A Diretoria Colegiada da Agência Nacional de Mineração (ANM) colocou em consulta pública minuta de resolução que regulamenta os requisitos e critérios de julgamento do procedimento de disponibilidade do direito de prioridade de requerer áreas para mineração.

As áreas ou blocos de áreas serão declarados disponíveis por meio de edital, pelo prazo de 60 dias.
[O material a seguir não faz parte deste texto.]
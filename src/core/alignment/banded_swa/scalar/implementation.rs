use crate::core::alignment::banded_swa::scoring::{ALPHABET_SIZE, ScoringParameters, base_code, clamp_band};
use crate::core::alignment::banded_swa::tracker::{ExtensionTracker, RowSummary, RowVerdict};
use crate::core::alignment::banded_swa::types::{EhT, OutScore};

/// Counters from one scalar extension.
#[derive(Debug, Clone, Copy, Default, PartialEq, Eq)]
pub struct ScalarTrace {
    /// DP rows evaluated before termination
    pub rows: i32,
    /// In-band cells evaluated
    pub cells: u64,
}

/// Banded extension of one pair; rows walk `target`, columns walk `query`.
///
/// `qlen`/`tlen` are clamped to the slice lengths.
pub fn scalar_banded_swa(
    sw_params: &ScoringParameters,
    qlen: i32,
    query: &[u8],
    tlen: i32,
    target: &[u8],
    w: i32,
    h0: i32,
) -> OutScore {
    scalar_banded_swa_traced(sw_params, qlen, query, tlen, target, w, h0).0
}

pub fn scalar_banded_swa_traced(
    sw_params: &ScoringParameters,
    qlen: i32,
    query: &[u8],
    tlen: i32,
    target: &[u8],
    w: i32,
    h0: i32,
) -> (OutScore, ScalarTrace) {
    let qlen = (qlen.max(0) as usize).min(query.len());
    let tlen = (tlen.max(0) as usize).min(target.len());
    let q = qlen as i32;

    let oe_del = sw_params.oe_del();
    let oe_ins = sw_params.oe_ins();
    let e_del = sw_params.e_del();
    let e_ins = sw_params.e_ins();
    let w = sw_params.effective_band(q, w);

    // Query profile: one row of substitution scores per target symbol
    let mut qp = vec![0i32; qlen * ALPHABET_SIZE];
    for k in 0..ALPHABET_SIZE {
        let row = &mut qp[k * qlen..(k + 1) * qlen];
        for (j, slot) in row.iter_mut().enumerate() {
            *slot = sw_params.score(k as u8, query[j]);
        }
    }

    // eh[j]: H of the previous row at column j-1 and E entering column j.
    // One spare slot past qlen keeps the lookahead column addressable.
    let mut eh = vec![EhT::default(); qlen + 2];
    for (j, cell) in eh.iter_mut().enumerate().take(qlen + 1) {
        cell.h = sw_params.initial_row_score(h0, j as i32);
    }

    let mut tracker = ExtensionTracker::new(h0);
    let mut cells = 0u64;
    let (mut beg, mut end) = (0i32, q);

    for i in 0..tlen {
        let row = i as i32;
        let prev_beg = beg;
        (beg, end) = clamp_band(beg, end, row, w, q);

        let mut h1 = sw_params.first_column_score(h0, row, beg);
        let mut f = 0;
        let mut m = 0;
        let mut mj = -1;
        let prof = &qp[base_code(target[i]) as usize * qlen..];

        if beg < end {
            cells += (end - beg) as u64;
            for j in beg as usize..end as usize {
                let p = &mut eh[j];
                let diag = p.h;
                let e = p.e;
                p.h = h1;

                let mm = if diag != 0 { diag + prof[j] } else { 0 };
                let h = mm.max(e).max(f);
                h1 = h;
                if h >= m {
                    mj = j as i32;
                    m = h;
                }
                p.e = (e - e_del).max((mm - oe_del).max(0));
                f = (f - e_ins).max((mm - oe_ins).max(0));
            }
        }
        let last_col = if beg < end { end } else { beg };
        if end >= 0 {
            let e = end as usize;
            eh[e] = EhT { h: h1, e: 0 };
            eh[e + 1] = EhT::default();
        }

        let summary = RowSummary {
            row,
            last_col,
            h_last: h1,
            row_max: m,
            row_max_col: mj,
        };
        if tracker.finish_row(summary, q, sw_params) == RowVerdict::Stop {
            break;
        }

        #[cfg(debug_assertions)]
        for cell in &eh[beg as usize..=end as usize] {
            debug_assert!(cell.h >= 0 && cell.e >= 0, "negative DP cell in row {row}: {cell:?}");
        }

        // Narrow the band to the nonzero region plus lookahead
        let mut j = beg;
        while j < end && eh[j as usize].is_zero() {
            j += 1;
        }
        beg = j;
        debug_assert!(beg >= prev_beg, "band head moved backwards");
        let mut j = end;
        while j >= beg && eh[j as usize].is_zero() {
            j -= 1;
        }
        end = (j + 2).min(q);
        debug_assert!(0 <= beg && beg <= end && end <= q);
    }

    let trace = ScalarTrace {
        rows: tracker.rows(),
        cells,
    };
    (tracker.out_score(), trace)
}
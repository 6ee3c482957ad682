//! Thread-local workspace for reusable allocations
//!
//! Each worker thread owns one workspace holding the lane-major transposition
//! buffers, the DP rows for both precisions and the counting-sort buffers.
//! Buffers are sized once and cleared between batches; they only grow when a
//! batch needs more rows or lanes than any earlier one.

use std::cell::RefCell;

use super::banded_swa::shared::LaneBatch;
use super::banded_swa::types::SeqPair;
use super::shared_types::DpRows;
use crate::defaults::{SORT_BLOCK_SIZE, WORKSPACE_LANES, WORKSPACE_SEQ_LEN};

// Thread-local workspace for alignment buffers
thread_local! {
    static WORKSPACE: RefCell<BswWorkspace> = RefCell::new(BswWorkspace::new());
}

/// Lane batch plus DP rows for one element type.
#[derive(Debug, Default)]
pub struct BatchScratch<T> {
    pub batch: LaneBatch<T>,
    pub dp: DpRows<T>,
}

impl<T: Copy + Default> BatchScratch<T> {
    pub fn with_capacity(seq_len: usize, lanes: usize) -> Self {
        BatchScratch {
            batch: LaneBatch::with_capacity(seq_len, lanes),
            dp: DpRows::with_capacity(seq_len + 2, lanes),
        }
    }
}

/// Reusable buffers for the scoring engine
#[derive(Debug)]
pub struct BswWorkspace {
    /// i8 lanes
    pub narrow: BatchScratch<i8>,
    /// i16 lanes
    pub wide: BatchScratch<i16>,
    /// Scratch copy for counting sort and id restore
    pub sort_tmp: Vec<SeqPair>,
    /// Counting sort histogram
    pub sort_hist: Vec<u32>,
}

impl BswWorkspace {
    pub fn new() -> Self {
        Self::with_capacity(WORKSPACE_SEQ_LEN, WORKSPACE_LANES)
    }

    /// Pre-sizes both precisions for sequences up to `seq_len` in `lanes`.
    pub fn with_capacity(seq_len: usize, lanes: usize) -> Self {
        log::trace!("allocating workspace for {seq_len} bp x {lanes} lanes");
        BswWorkspace {
            narrow: BatchScratch::with_capacity(seq_len, lanes),
            wide: BatchScratch::with_capacity(seq_len, lanes / 2),
            sort_tmp: Vec::with_capacity(SORT_BLOCK_SIZE),
            sort_hist: Vec::with_capacity(seq_len + 2),
        }
    }
}

impl Default for BswWorkspace {
    fn default() -> Self {
        Self::new()
    }
}

/// Execute a function with access to the thread-local workspace
pub fn with_workspace<F, R>(f: F) -> R
where
    F: FnOnce(&mut BswWorkspace) -> R,
{
    WORKSPACE.with(|ws| f(&mut ws.borrow_mut()))
}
O edital deverá conter as seguintes informações: O número do processo cuja área foi desonerada e localização de sua poligonal, com indicação do município e estado; O regime para o qual a área está sendo declarada em disponibilidade; A forma em que a área está sendo declarada em disponibilidade, individualmente ou como bloco de áreas; Os documentos necessários para a inscrição; O cronograma indicativo da licitação; Os valores e o prazo para pagamento ou aporte das garantias financeiras de oferta; As garantias financeiras e suas modalidades; O valor mínimo a ser ofertado por área ou bloco de áreas, quando houver; A forma para apresentação e os critérios de julgamento das ofertas; As penalidades aplicáveis.
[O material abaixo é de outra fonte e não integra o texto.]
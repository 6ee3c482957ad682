//! Compute backend selection for the alignment kernels.

pub mod simd;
Segundo a resolução, a oferta de áreas disponíveis será realizada exclusivamente por meio do Sistema de Oferta Pública e Leilão Eletrônico (SOPLE), de acordo com as orientações contidas no edital de disponibilidade. Para participar da concorrência da área ou bloco de áreas, o interessado deve ter cadastro atualizado, não estar inscrito junto ao CADIN e não ter débitos junto à ANM inscritos na dívida ativa; Será permitida a participação de licitantes em consórcio, desde que representados por uma das empresas participantes. Aos interessados em participar do procedimento de disponibilidade, é permitido obter vistas e cópias dos processos pertinentes na unidade regional em cuja circunscrição estiver situada a área objeto da disponibilidade.
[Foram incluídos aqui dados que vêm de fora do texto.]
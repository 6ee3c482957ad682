//! `SwSimd` adapters: a portable lane-array engine and the x86_64 SSE2/AVX2
//! engines for i8 and i16 lanes.

use std::marker::PhantomData;

use super::kernel::SwSimd;
use super::precision::ScoreElem;

/// Lane-array engine built from plain scalar loops.
///
/// Runs on every target; on non-x86_64 hosts it stands in for the 128-bit
/// engines.
#[derive(Copy, Clone)]
pub struct PortableEngine<T, const N: usize>(PhantomData<T>);

impl<T: ScoreElem, const N: usize> PortableEngine<T, N> {
    #[inline(always)]
    fn zip(a: [T; N], b: [T; N], f: impl Fn(T, T) -> T) -> [T; N] {
        let mut out = a;
        for i in 0..N {
            out[i] = f(a[i], b[i]);
        }
        out
    }

    #[inline(always)]
    fn mask(c: bool) -> T {
        if c { T::from_i32(-1) } else { T::default() }
    }
}

impl<T: ScoreElem, const N: usize> SwSimd for PortableEngine<T, N> {
    type Elem = T;
    type V = [T; N];
    const LANES: usize = N;

    #[inline(always)]
    unsafe fn setzero() -> Self::V {
        [T::default(); N]
    }
    #[inline(always)]
    unsafe fn set1(x: T) -> Self::V {
        [x; N]
    }
    #[inline(always)]
    unsafe fn loadu(ptr: *const T) -> Self::V {
        unsafe { std::ptr::read_unaligned(ptr as *const [T; N]) }
    }
    #[inline(always)]
    unsafe fn storeu(ptr: *mut T, v: Self::V) {
        unsafe { std::ptr::write_unaligned(ptr as *mut [T; N], v) }
    }
    #[inline(always)]
    unsafe fn add(a: Self::V, b: Self::V) -> Self::V {
        Self::zip(a, b, T::wrapping_add)
    }
    #[inline(always)]
    unsafe fn sub(a: Self::V, b: Self::V) -> Self::V {
        Self::zip(a, b, T::wrapping_sub)
    }
    #[inline(always)]
    unsafe fn max(a: Self::V, b: Self::V) -> Self::V {
        Self::zip(a, b, |x, y| if x > y { x } else { y })
    }
    #[inline(always)]
    unsafe fn min(a: Self::V, b: Self::V) -> Self::V {
        Self::zip(a, b, |x, y| if x < y { x } else { y })
    }
    #[inline(always)]
    unsafe fn cmpeq(a: Self::V, b: Self::V) -> Self::V {
        Self::zip(a, b, |x, y| Self::mask(x == y))
    }
    #[inline(always)]
    unsafe fn cmpgt(a: Self::V, b: Self::V) -> Self::V {
        Self::zip(a, b, |x, y| Self::mask(x > y))
    }
    #[inline(always)]
    unsafe fn blendv(a: Self::V, b: Self::V, mask: Self::V) -> Self::V {
        let mut out = a;
        for i in 0..N {
            if mask[i] < T::default() {
                out[i] = b[i];
            }
        }
        out
    }
    #[inline(always)]
    unsafe fn and(a: Self::V, b: Self::V) -> Self::V {
        Self::zip(a, b, |x, y| x & y)
    }
    #[inline(always)]
    unsafe fn or(a: Self::V, b: Self::V) -> Self::V {
        Self::zip(a, b, |x, y| x | y)
    }
    #[inline(always)]
    unsafe fn andnot(a: Self::V, b: Self::V) -> Self::V {
        Self::zip(a, b, |x, y| !x & y)
    }
    #[inline(always)]
    unsafe fn any(mask: Self::V) -> bool {
        mask.iter().any(|&m| m != T::default())
    }
    #[inline(always)]
    unsafe fn all(mask: Self::V) -> bool {
        mask.iter().all(|&m| m != T::default())
    }
}

#[cfg(target_arch = "x86_64")]
pub use self::x86::{SwEngine128, SwEngine128I16, SwEngine256, SwEngine256I16};

#[cfg(target_arch = "x86_64")]
mod x86 {
    use std::arch::x86_64::*;

    use super::SwSimd;

    /// SSE2 128-bit engine adapter (16 lanes of i8)
    ///
    /// SSE2 has no signed byte max/min or byte blend; they are built from
    /// compares and bit selects.
    #[derive(Copy, Clone)]
    pub struct SwEngine128;

    #[inline(always)]
    unsafe fn select128(a: __m128i, b: __m128i, mask: __m128i) -> __m128i {
        unsafe { _mm_or_si128(_mm_and_si128(mask, b), _mm_andnot_si128(mask, a)) }
    }

    impl SwSimd for SwEngine128 {
        type Elem = i8;
        type V = __m128i;
        const LANES: usize = 16;

        #[inline(always)]
        unsafe fn setzero() -> Self::V {
            unsafe { _mm_setzero_si128() }
        }
        #[inline(always)]
        unsafe fn set1(x: i8) -> Self::V {
            unsafe { _mm_set1_epi8(x) }
        }
        #[inline(always)]
        unsafe fn loadu(ptr: *const i8) -> Self::V {
            unsafe { _mm_loadu_si128(ptr as *const __m128i) }
        }
        #[inline(always)]
        unsafe fn storeu(ptr: *mut i8, v: Self::V) {
            unsafe { _mm_storeu_si128(ptr as *mut __m128i, v) }
        }
        #[inline(always)]
        unsafe fn add(a: Self::V, b: Self::V) -> Self::V {
            unsafe { _mm_add_epi8(a, b) }
        }
        #[inline(always)]
        unsafe fn sub(a: Self::V, b: Self::V) -> Self::V {
            unsafe { _mm_sub_epi8(a, b) }
        }
        #[inline(always)]
        unsafe fn max(a: Self::V, b: Self::V) -> Self::V {
            unsafe { select128(b, a, _mm_cmpgt_epi8(a, b)) }
        }
        #[inline(always)]
        unsafe fn min(a: Self::V, b: Self::V) -> Self::V {
            unsafe { select128(a, b, _mm_cmpgt_epi8(a, b)) }
        }
        #[inline(always)]
        unsafe fn cmpeq(a: Self::V, b: Self::V) -> Self::V {
            unsafe { _mm_cmpeq_epi8(a, b) }
        }
        #[inline(always)]
        unsafe fn cmpgt(a: Self::V, b: Self::V) -> Self::V {
            unsafe { _mm_cmpgt_epi8(a, b) }
        }
        #[inline(always)]
        unsafe fn blendv(a: Self::V, b: Self::V, mask: Self::V) -> Self::V {
            unsafe { select128(a, b, mask) }
        }
        #[inline(always)]
        unsafe fn and(a: Self::V, b: Self::V) -> Self::V {
            unsafe { _mm_and_si128(a, b) }
        }
        #[inline(always)]
        unsafe fn or(a: Self::V, b: Self::V) -> Self::V {
            unsafe { _mm_or_si128(a, b) }
        }
        #[inline(always)]
        unsafe fn andnot(a: Self::V, b: Self::V) -> Self::V {
            unsafe { _mm_andnot_si128(a, b) }
        }
        #[inline(always)]
        unsafe fn any(mask: Self::V) -> bool {
            unsafe { _mm_movemask_epi8(mask) != 0 }
        }
        #[inline(always)]
        unsafe fn all(mask: Self::V) -> bool {
            unsafe { _mm_movemask_epi8(mask) == 0xFFFF }
        }
    }

    /// SSE2 128-bit engine adapter (8 lanes of i16)
    #[derive(Copy, Clone)]
    pub struct SwEngine128I16;

    impl SwSimd for SwEngine128I16 {
        type Elem = i16;
        type V = __m128i;
        const LANES: usize = 8;

        #[inline(always)]
        unsafe fn setzero() -> Self::V {
            unsafe { _mm_setzero_si128() }
        }
        #[inline(always)]
        unsafe fn set1(x: i16) -> Self::V {
            unsafe { _mm_set1_epi16(x) }
        }
        #[inline(always)]
        unsafe fn loadu(ptr: *const i16) -> Self::V {
            unsafe { _mm_loadu_si128(ptr as *const __m128i) }
        }
        #[inline(always)]
        unsafe fn storeu(ptr: *mut i16, v: Self::V) {
            unsafe { _mm_storeu_si128(ptr as *mut __m128i, v) }
        }
        #[inline(always)]
        unsafe fn add(a: Self::V, b: Self::V) -> Self::V {
            unsafe { _mm_add_epi16(a, b) }
        }
        #[inline(always)]
        unsafe fn sub(a: Self::V, b: Self::V) -> Self::V {
            unsafe { _mm_sub_epi16(a, b) }
        }
        #[inline(always)]
        unsafe fn max(a: Self::V, b: Self::V) -> Self::V {
            unsafe { _mm_max_epi16(a, b) }
        }
        #[inline(always)]
        unsafe fn min(a: Self::V, b: Self::V) -> Self::V {
            unsafe { _mm_min_epi16(a, b) }
        }
        #[inline(always)]
        unsafe fn cmpeq(a: Self::V, b: Self::V) -> Self::V {
            unsafe { _mm_cmpeq_epi16(a, b) }
        }
        #[inline(always)]
        unsafe fn cmpgt(a: Self::V, b: Self::V) -> Self::V {
            unsafe { _mm_cmpgt_epi16(a, b) }
        }
        #[inline(always)]
        unsafe fn blendv(a: Self::V, b: Self::V, mask: Self::V) -> Self::V {
            unsafe { select128(a, b, mask) }
        }
        #[inline(always)]
        unsafe fn and(a: Self::V, b: Self::V) -> Self::V {
            unsafe { _mm_and_si128(a, b) }
        }
        #[inline(always)]
        unsafe fn or(a: Self::V, b: Self::V) -> Self::V {
            unsafe { _mm_or_si128(a, b) }
        }
        #[inline(always)]
        unsafe fn andnot(a: Self::V, b: Self::V) -> Self::V {
            unsafe { _mm_andnot_si128(a, b) }
        }
        #[inline(always)]
        unsafe fn any(mask: Self::V) -> bool {
            unsafe { _mm_movemask_epi8(mask) != 0 }
        }
        #[inline(always)]
        unsafe fn all(mask: Self::V) -> bool {
            unsafe { _mm_movemask_epi8(mask) == 0xFFFF }
        }
    }

    /// AVX2 256-bit engine adapter (32 lanes of i8)
    #[derive(Copy, Clone)]
    pub struct SwEngine256;

    impl SwSimd for SwEngine256 {
        type Elem = i8;
        type V = __m256i;
        const LANES: usize = 32;

        #[inline(always)]
        unsafe fn setzero() -> Self::V {
            unsafe { _mm256_setzero_si256() }
        }
        #[inline(always)]
        unsafe fn set1(x: i8) -> Self::V {
            unsafe { _mm256_set1_epi8(x) }
        }
        #[inline(always)]
        unsafe fn loadu(ptr: *const i8) -> Self::V {
            unsafe { _mm256_loadu_si256(ptr as *const __m256i) }
        }
        #[inline(always)]
        unsafe fn storeu(ptr: *mut i8, v: Self::V) {
            unsafe { _mm256_storeu_si256(ptr as *mut __m256i, v) }
        }
        #[inline(always)]
        unsafe fn add(a: Self::V, b: Self::V) -> Self::V {
            unsafe { _mm256_add_epi8(a, b) }
        }
        #[inline(always)]
        unsafe fn sub(a: Self::V, b: Self::V) -> Self::V {
            unsafe { _mm256_sub_epi8(a, b) }
        }
        #[inline(always)]
        unsafe fn max(a: Self::V, b: Self::V) -> Self::V {
            unsafe { _mm256_max_epi8(a, b) }
        }
        #[inline(always)]
        unsafe fn min(a: Self::V, b: Self::V) -> Self::V {
            unsafe { _mm256_min_epi8(a, b) }
        }
        #[inline(always)]
        unsafe fn cmpeq(a: Self::V, b: Self::V) -> Self::V {
            unsafe { _mm256_cmpeq_epi8(a, b) }
        }
        #[inline(always)]
        unsafe fn cmpgt(a: Self::V, b: Self::V) -> Self::V {
            unsafe { _mm256_cmpgt_epi8(a, b) }
        }
        #[inline(always)]
        unsafe fn blendv(a: Self::V, b: Self::V, mask: Self::V) -> Self::V {
            unsafe { _mm256_blendv_epi8(a, b, mask) }
        }
        #[inline(always)]
        unsafe fn and(a: Self::V, b: Self::V) -> Self::V {
            unsafe { _mm256_and_si256(a, b) }
        }
        #[inline(always)]
        unsafe fn or(a: Self::V, b: Self::V) -> Self::V {
            unsafe { _mm256_or_si256(a, b) }
        }
        #[inline(always)]
        unsafe fn andnot(a: Self::V, b: Self::V) -> Self::V {
            unsafe { _mm256_andnot_si256(a, b) }
        }
        #[inline(always)]
        unsafe fn any(mask: Self::V) -> bool {
            unsafe { _mm256_movemask_epi8(mask) != 0 }
        }
        #[inline(always)]
        unsafe fn all(mask: Self::V) -> bool {
            unsafe { _mm256_movemask_epi8(mask) == -1 }
        }
    }

    /// AVX2 256-bit engine adapter (16 lanes of i16)
    #[derive(Copy, Clone)]
    pub struct SwEngine256I16;

    impl SwSimd for SwEngine256I16 {
        type Elem = i16;
        type V = __m256i;
        const LANES: usize = 16;

        #[inline(always)]
        unsafe fn setzero() -> Self::V {
            unsafe { _mm256_setzero_si256() }
        }
        #[inline(always)]
        unsafe fn set1(x: i16) -> Self::V {
            unsafe { _mm256_set1_epi16(x) }
        }
        #[inline(always)]
        unsafe fn loadu(ptr: *const i16) -> Self::V {
            unsafe { _mm256_loadu_si256(ptr as *const __m256i) }
        }
        #[inline(always)]
        unsafe fn storeu(ptr: *mut i16, v: Self::V) {
            unsafe { _mm256_storeu_si256(ptr as *mut __m256i, v) }
        }
        #[inline(always)]
        unsafe fn add(a: Self::V, b: Self::V) -> Self::V {
            unsafe { _mm256_add_epi16(a, b) }
        }
        #[inline(always)]
        unsafe fn sub(a: Self::V, b: Self::V) -> Self::V {
            unsafe { _mm256_sub_epi16(a, b) }
        }
        #[inline(always)]
        unsafe fn max(a: Self::V, b: Self::V) -> Self::V {
            unsafe { _mm256_max_epi16(a, b) }
        }
        #[inline(always)]
        unsafe fn min(a: Self::V, b: Self::V) -> Self::V {
            unsafe { _mm256_min_epi16(a, b) }
        }
        #[inline(always)]
        unsafe fn cmpeq(a: Self::V, b: Self::V) -> Self::V {
            unsafe { _mm256_cmpeq_epi16(a, b) }
        }
        #[inline(always)]
        unsafe fn cmpgt(a: Self::V, b: Self::V) -> Self::V {
            unsafe { _mm256_cmpgt_epi16(a, b) }
        }
        #[inline(always)]
        unsafe fn blendv(a: Self::V, b: Self::V, mask: Self::V) -> Self::V {
            unsafe { _mm256_blendv_epi8(a, b, mask) }
        }
        #[inline(always)]
        unsafe fn and(a: Self::V, b: Self::V) -> Self::V {
            unsafe { _mm256_and_si256(a, b) }
        }
        #[inline(always)]
        unsafe fn or(a: Self::V, b: Self::V) -> Self::V {
            unsafe { _mm256_or_si256(a, b) }
        }
        #[inline(always)]
        unsafe fn andnot(a: Self::V, b: Self::V) -> Self::V {
            unsafe { _mm256_andnot_si256(a, b) }
        }
        #[inline(always)]
        unsafe fn any(mask: Self::V) -> bool {
            unsafe { _mm256_movemask_epi8(mask) != 0 }
        }
        #[inline(always)]
        unsafe fn all(mask: Self::V) -> bool {
            unsafe { _mm256_movemask_epi8(mask) == -1 }
        }
    }
}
Para participar do leilão, as licitantes deverão aportar a Garantia Financeira de Oferta no valor e nas modalidades estabelecidas no edital, tendo a ANM como beneficiária. A garantia Financeira deverá ser aportada com antecedência de pelo menos dez dias da data prevista para o leilão eletrônico. Cada oferta considerada válida pela ANM ficará associada a uma Garantia Financeira de Oferta a qual permanecerá retida na ANM até a homologação do procedimento de disponibilidade, após a qual a Garantia Financeira de Oferta não vencedora poderá ser retirada mediante notificação da ANM. Os interessados pelas áreas ofertadas em leilão terão um prazo de 60 dias para manifestar seu interesse e fazer lances.

Apoio de entidade

A resolução da ANM em linhas gerais agradou a ABPM (Associação Brasileira de Empresas de Pesquisa Mineral), segundo o presidente da entidade, Luís Maurício Azevedo. Para ele, a resolução expressa o que está previsto em lei, embora a ABPM pretenda fazer sugestões de alteração. O importante, diz o executivo, é que as ofertas de áreas sejam realizadas o mais rapidamente possível.